Hays Ray Webb Collection
The Hays Ray Webb digital collection is a collection of selected digitized materials from the Hays Ray Webb collection. The digtial collection contains family correspondence about the Civil War.
-
Letter, Sophie Boyd Hays to Matilda Boyd Webb, April 17, 1861
Sophia Boyd Hays
Letter from Sophie Boyd Hays in La Grange, Tennessee, to ''Lit'' (Matilda A. Boyd Webb), mentioning the likely secession of Virginia and regretting that young men are leaving school to sign up for the army, 1861. She also discusses dressmaking and the problems of maintaining her house and distrust of servants.
-
Letter, Mattie A. Boyd and Sophie Boyd Hays to Matilda Boyd Webb, June 22, 1851
Sophia Boyd Hays and Mattie Ann Boyd
Letter to ''Lit'' (Matilda Ann Boyd Webb) from her cousin, Mattie A. Boyd, and Sophie Boyd Hays. Mattie is visiting Sophie, her school term in Oxford having just ended. Mattie writes that most of the young men are gone from town, and that ''cousin Robert'' is happy at the army camp. She asks if any positions are available at local schools or with families. Sophie emphasizes Mattie's request for a teaching position and recommends her for such, and mentions that the troops at Union City might be sent to Missouri. 1861.
-
Letter, Eliza Patterson to Ann Boyd Green, September 1, 1861
Eliza Patterson
Letter from Eliza Patterson to her aunt, Ann Boyd Green, from Tunica County, Mississippi.
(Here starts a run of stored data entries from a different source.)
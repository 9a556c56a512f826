//! Durable storage for the convoy control plane.
//!
//! Holds the compiled plan snapshot, per-task execution state, and the
//! success ledger in a single embedded SQLite database on the management
//! server. Execution state is written through as the scheduler progresses,
//! so a restarted service can recover interrupted plans, and the ledger
//! survives restarts with no loss.

pub mod config;
pub mod models;
pub mod pool;
pub mod queries;
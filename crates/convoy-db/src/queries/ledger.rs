//! Database query functions for the success `ledger` table.
//!
//! The ledger is keyed by task description; the upsert makes each write
//! atomic per description, which is the only cross-context shared state the
//! scheduler mutates.

use anyhow::{Context, Result};
use chrono::Utc;
use sqlx::SqlitePool;

use crate::models::LedgerEntry;

/// Record (or refresh) a successful persisted task.
pub async fn record_success(
    pool: &SqlitePool,
    description: &str,
    item_path: &str,
    node: &str,
) -> Result<()> {
    sqlx::query(
        "INSERT INTO ledger (description, item_path, node, recorded_at) \
         VALUES (?, ?, ?, ?) \
         ON CONFLICT (description) DO UPDATE SET \
             item_path = excluded.item_path, \
             node = excluded.node, \
             recorded_at = excluded.recorded_at",
    )
    .bind(description)
    .bind(item_path)
    .bind(node)
    .bind(Utc::now())
    .execute(pool)
    .await
    .with_context(|| format!("failed to record ledger entry {description:?}"))?;

    Ok(())
}

/// Fetch a single entry by description.
pub async fn get_entry(pool: &SqlitePool, description: &str) -> Result<Option<LedgerEntry>> {
    let entry =
        sqlx::query_as::<_, LedgerEntry>("SELECT * FROM ledger WHERE description = ?")
            .bind(description)
            .fetch_optional(pool)
            .await
            .context("failed to fetch ledger entry")?;

    Ok(entry)
}

/// All ledger entries, ordered by description.
pub async fn all_entries(pool: &SqlitePool) -> Result<Vec<LedgerEntry>> {
    let entries =
        sqlx::query_as::<_, LedgerEntry>("SELECT * FROM ledger ORDER BY description")
            .fetch_all(pool)
            .await
            .context("failed to list ledger entries")?;

    Ok(entries)
}

/// Entries recorded for a given model item.
pub async fn entries_for_item(pool: &SqlitePool, item_path: &str) -> Result<Vec<LedgerEntry>> {
    let entries = sqlx::query_as::<_, LedgerEntry>(
        "SELECT * FROM ledger WHERE item_path = ? ORDER BY description",
    )
    .bind(item_path)
    .fetch_all(pool)
    .await
    .context("failed to list ledger entries for item")?;

    Ok(entries)
}

/// Remove a single entry. Used when an item's deconfiguration succeeds.
pub async fn remove_entry(pool: &SqlitePool, description: &str) -> Result<()> {
    sqlx::query("DELETE FROM ledger WHERE description = ?")
        .bind(description)
        .execute(pool)
        .await
        .context("failed to remove ledger entry")?;

    Ok(())
}

/// Remove every entry recorded for a model item.
pub async fn remove_entries_for_item(pool: &SqlitePool, item_path: &str) -> Result<()> {
    sqlx::query("DELETE FROM ledger WHERE item_path = ?")
        .bind(item_path)
        .execute(pool)
        .await
        .context("failed to remove ledger entries for item")?;

    Ok(())
}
She writes of being home from Nashville and bringing a nephew Bell with her, and about a nephew who recently died of whooping cough and measles. She mentions cousins Jack (Boyd) and Robert (Boyd), who are serving in the war. She writes that times are hard, and all they hear about is war. 1861.
-
Letter from Matilda Patterson, Septermber 2, 1861
Matilda Patterson
Letter from Matilda Patterson from Moor's Byue (Moore's Bayou), Tunica County, later Quitman County, Mississippi to her sister Anna Green, relating family and local news, and praising the soldiers fighting in the war. She mentions that son Joseph is going to fight in Virginia. 1861.